Collected data entries:
•••

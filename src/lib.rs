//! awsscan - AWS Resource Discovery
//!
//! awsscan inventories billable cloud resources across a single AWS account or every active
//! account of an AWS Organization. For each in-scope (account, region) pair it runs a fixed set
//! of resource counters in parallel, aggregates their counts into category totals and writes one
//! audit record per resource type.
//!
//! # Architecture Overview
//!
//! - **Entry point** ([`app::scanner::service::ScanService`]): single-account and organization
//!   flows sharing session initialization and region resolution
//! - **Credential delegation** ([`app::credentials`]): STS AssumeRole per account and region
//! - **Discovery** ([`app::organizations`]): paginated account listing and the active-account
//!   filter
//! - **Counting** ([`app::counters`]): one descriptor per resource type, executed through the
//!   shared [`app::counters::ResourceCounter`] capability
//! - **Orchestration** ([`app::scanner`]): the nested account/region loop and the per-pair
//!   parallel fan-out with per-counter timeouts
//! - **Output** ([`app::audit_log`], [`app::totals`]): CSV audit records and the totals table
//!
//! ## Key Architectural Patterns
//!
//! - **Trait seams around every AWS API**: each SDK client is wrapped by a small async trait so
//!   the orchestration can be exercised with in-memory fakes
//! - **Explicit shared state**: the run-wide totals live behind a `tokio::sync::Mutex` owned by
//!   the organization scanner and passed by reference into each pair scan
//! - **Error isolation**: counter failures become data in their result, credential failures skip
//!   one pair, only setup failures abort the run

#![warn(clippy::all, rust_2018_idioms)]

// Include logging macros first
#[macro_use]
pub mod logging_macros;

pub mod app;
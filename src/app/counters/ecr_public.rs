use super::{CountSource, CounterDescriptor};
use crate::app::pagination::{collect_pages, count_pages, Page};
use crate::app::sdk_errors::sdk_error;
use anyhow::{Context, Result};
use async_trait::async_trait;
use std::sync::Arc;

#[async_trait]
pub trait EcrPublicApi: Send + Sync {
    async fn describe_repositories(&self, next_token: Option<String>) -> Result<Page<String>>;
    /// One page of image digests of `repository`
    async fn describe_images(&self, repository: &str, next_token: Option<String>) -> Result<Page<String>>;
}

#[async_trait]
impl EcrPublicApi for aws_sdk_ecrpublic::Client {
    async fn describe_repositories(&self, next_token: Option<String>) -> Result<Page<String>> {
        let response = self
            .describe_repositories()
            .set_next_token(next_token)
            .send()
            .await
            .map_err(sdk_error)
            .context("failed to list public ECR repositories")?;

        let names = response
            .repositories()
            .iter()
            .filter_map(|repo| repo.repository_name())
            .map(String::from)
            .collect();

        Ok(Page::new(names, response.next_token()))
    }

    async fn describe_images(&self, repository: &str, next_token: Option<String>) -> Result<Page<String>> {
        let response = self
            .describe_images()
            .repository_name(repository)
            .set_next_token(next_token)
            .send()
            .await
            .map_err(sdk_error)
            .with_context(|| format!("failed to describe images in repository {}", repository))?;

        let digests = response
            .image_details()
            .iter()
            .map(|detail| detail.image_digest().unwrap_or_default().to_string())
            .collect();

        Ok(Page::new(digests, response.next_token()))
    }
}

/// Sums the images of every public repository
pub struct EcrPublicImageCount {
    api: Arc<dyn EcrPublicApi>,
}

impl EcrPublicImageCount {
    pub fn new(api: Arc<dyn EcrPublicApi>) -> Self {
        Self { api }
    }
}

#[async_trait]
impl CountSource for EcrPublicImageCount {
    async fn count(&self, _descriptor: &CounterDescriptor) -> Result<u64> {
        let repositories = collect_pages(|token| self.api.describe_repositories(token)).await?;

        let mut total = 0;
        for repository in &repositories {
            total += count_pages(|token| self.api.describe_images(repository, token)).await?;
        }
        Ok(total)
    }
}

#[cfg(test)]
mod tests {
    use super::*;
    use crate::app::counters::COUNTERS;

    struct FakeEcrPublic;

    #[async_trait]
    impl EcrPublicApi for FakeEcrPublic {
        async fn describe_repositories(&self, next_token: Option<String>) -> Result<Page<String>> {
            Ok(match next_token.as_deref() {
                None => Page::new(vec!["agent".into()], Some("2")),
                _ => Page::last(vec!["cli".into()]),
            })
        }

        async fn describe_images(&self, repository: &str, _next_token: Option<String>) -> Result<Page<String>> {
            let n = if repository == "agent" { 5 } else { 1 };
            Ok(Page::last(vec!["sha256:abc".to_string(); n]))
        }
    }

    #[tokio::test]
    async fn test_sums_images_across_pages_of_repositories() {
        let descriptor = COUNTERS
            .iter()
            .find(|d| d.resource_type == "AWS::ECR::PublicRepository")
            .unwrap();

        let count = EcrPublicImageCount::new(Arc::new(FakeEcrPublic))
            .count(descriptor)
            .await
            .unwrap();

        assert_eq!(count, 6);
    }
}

•••

=== YOUR GOAL ===
Please find each line in the records above that holds the word "response", and copy it.

=== REPLY TO THE TASK ===
        let response = self
        let names = response
        Ok(Page::new(names, response.next_token()))
        let response = self
        let digests = response
        Ok(Page::new(digests, response.next_token()))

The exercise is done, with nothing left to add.